[What is being asked]
Look over the data below and give the number of lines containing the word "true", with no other words.

[Data provided]
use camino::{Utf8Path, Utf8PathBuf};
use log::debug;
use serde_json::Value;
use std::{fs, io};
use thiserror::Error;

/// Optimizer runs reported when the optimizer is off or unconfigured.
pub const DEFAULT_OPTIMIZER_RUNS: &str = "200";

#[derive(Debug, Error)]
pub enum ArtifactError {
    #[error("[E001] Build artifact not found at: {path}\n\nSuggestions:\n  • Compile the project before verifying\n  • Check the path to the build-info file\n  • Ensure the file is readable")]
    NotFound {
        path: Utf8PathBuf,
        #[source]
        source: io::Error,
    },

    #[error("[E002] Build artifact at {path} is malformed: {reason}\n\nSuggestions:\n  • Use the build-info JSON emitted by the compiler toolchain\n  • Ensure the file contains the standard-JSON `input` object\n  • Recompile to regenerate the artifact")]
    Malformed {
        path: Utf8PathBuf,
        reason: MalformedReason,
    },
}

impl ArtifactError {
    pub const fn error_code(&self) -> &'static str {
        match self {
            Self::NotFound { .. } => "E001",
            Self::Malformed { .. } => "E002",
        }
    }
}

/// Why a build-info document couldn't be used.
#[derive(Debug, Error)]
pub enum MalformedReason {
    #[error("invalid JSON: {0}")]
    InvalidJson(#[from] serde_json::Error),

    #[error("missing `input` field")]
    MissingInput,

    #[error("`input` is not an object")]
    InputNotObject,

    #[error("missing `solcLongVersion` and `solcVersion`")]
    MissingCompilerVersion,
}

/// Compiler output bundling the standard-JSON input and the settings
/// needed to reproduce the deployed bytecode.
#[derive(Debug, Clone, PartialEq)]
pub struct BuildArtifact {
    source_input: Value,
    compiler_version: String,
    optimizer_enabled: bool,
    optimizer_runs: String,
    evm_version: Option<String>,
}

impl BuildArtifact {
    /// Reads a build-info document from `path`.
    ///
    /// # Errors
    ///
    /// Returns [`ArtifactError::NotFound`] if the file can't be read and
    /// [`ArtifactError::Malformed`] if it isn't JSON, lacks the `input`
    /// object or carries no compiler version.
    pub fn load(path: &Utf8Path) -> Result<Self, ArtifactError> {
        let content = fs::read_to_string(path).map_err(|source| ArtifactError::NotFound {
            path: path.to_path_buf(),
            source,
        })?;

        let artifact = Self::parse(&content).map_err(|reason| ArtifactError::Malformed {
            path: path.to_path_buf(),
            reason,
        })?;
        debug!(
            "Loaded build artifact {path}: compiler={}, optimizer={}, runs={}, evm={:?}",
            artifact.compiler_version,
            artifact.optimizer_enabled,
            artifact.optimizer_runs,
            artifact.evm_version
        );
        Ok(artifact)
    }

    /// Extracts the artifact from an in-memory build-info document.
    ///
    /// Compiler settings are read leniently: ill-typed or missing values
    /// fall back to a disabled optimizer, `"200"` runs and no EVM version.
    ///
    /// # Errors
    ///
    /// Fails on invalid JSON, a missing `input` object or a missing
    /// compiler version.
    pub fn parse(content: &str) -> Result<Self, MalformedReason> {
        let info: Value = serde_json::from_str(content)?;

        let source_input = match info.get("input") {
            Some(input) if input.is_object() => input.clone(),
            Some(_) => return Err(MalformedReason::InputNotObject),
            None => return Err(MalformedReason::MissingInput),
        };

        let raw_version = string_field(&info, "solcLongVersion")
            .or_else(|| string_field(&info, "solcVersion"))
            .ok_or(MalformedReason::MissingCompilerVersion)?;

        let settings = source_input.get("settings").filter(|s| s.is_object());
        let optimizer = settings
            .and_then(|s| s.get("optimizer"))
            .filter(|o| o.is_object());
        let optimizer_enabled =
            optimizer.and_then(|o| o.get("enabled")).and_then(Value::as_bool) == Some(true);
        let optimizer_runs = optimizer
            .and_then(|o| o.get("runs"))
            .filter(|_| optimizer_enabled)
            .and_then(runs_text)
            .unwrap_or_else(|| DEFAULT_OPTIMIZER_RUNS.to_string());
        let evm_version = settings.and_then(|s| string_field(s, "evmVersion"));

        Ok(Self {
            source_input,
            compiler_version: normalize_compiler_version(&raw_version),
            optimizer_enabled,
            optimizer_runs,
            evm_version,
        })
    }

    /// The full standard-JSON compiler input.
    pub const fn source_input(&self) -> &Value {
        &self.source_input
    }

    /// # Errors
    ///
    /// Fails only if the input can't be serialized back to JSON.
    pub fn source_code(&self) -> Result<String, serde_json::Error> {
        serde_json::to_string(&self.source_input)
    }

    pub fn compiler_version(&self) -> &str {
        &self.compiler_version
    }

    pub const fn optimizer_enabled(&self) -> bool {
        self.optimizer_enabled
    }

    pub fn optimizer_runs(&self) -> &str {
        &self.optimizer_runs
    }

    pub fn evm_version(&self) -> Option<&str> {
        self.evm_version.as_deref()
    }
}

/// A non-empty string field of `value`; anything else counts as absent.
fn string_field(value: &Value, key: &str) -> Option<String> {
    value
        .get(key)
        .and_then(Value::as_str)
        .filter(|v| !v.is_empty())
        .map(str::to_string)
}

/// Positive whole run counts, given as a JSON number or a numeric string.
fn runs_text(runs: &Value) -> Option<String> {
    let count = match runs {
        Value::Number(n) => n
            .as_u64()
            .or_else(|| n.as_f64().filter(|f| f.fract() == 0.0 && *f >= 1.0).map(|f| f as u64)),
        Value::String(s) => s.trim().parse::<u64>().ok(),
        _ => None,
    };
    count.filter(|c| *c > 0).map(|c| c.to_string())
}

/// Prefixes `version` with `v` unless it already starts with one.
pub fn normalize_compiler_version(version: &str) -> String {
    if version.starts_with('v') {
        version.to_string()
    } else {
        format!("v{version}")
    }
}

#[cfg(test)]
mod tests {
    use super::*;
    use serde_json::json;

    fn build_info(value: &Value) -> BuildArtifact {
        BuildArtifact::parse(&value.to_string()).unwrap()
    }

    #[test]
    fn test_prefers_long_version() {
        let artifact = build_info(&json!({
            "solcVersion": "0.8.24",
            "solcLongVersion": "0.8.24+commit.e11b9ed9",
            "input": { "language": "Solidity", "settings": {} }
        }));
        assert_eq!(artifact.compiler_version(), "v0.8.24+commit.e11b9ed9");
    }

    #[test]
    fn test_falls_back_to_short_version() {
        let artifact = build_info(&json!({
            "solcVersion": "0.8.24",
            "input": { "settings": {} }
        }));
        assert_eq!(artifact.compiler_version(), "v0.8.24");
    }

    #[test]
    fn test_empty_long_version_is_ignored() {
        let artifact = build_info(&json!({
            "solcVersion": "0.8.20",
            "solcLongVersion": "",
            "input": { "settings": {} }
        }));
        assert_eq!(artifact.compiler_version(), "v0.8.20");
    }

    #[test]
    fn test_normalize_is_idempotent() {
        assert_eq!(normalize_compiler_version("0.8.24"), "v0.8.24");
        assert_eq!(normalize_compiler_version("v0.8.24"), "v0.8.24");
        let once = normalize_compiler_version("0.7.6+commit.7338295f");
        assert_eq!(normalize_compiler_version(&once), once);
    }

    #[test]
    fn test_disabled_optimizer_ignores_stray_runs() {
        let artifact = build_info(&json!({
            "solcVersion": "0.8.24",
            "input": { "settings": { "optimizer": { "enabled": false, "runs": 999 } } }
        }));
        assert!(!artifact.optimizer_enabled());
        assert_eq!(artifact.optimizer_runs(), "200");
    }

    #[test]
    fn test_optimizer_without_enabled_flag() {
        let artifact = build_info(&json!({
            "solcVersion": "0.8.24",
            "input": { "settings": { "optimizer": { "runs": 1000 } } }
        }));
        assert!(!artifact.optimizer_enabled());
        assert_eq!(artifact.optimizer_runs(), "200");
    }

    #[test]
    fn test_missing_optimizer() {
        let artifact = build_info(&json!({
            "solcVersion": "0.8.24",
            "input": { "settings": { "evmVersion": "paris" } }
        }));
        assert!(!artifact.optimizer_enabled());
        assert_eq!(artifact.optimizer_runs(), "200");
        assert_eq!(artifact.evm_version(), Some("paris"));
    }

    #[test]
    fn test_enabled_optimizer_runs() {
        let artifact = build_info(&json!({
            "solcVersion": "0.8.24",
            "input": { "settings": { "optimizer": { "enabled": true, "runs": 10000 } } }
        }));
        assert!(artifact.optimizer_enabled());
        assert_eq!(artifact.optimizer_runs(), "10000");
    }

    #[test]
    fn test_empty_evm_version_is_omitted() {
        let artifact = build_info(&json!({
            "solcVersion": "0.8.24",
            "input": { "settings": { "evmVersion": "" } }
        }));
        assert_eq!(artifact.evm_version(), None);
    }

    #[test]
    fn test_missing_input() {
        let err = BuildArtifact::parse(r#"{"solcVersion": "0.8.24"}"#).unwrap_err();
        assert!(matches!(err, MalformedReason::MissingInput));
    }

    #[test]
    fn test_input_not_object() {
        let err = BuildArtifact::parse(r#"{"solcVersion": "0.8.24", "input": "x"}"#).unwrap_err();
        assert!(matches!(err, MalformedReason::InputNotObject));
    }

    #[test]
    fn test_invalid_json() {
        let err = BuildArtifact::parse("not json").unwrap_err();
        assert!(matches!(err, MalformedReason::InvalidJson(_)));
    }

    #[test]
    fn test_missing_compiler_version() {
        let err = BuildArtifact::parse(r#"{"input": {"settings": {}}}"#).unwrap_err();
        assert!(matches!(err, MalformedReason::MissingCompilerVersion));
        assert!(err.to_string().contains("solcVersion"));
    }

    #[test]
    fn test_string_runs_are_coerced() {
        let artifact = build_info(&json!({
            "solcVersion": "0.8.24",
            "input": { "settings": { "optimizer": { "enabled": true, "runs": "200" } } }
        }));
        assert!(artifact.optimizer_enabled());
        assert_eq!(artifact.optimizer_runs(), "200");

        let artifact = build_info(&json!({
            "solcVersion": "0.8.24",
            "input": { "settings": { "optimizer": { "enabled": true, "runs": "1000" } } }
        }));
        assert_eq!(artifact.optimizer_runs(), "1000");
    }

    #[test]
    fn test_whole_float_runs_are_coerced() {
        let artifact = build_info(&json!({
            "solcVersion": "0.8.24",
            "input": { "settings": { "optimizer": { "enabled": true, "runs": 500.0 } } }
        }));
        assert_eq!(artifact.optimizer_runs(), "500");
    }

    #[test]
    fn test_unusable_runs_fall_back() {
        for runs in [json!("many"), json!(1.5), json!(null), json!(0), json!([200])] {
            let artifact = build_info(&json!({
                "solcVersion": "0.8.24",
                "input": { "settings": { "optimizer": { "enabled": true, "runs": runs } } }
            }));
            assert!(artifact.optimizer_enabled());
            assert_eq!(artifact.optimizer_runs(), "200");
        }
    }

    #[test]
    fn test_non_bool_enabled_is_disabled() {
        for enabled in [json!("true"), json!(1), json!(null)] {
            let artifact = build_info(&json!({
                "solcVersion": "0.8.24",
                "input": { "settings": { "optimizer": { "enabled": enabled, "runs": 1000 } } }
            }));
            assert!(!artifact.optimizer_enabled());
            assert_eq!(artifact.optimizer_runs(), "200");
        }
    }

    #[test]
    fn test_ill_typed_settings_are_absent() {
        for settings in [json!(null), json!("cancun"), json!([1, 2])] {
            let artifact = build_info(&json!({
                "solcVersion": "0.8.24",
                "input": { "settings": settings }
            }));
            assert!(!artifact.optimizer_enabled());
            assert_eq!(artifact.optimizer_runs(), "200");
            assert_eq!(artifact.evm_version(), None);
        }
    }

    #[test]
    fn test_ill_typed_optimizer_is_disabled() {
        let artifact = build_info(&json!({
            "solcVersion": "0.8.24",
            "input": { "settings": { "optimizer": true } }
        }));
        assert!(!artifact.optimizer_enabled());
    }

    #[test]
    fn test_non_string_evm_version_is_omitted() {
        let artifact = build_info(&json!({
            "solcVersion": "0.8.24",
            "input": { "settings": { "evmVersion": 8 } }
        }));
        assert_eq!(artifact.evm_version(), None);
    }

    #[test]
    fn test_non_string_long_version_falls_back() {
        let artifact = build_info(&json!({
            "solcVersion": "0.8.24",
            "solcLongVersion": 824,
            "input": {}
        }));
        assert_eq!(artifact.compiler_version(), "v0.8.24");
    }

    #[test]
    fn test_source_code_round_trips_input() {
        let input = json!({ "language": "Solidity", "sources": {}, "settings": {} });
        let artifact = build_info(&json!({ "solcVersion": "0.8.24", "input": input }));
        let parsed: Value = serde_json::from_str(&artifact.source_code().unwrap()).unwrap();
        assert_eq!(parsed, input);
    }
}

[Task solution]
8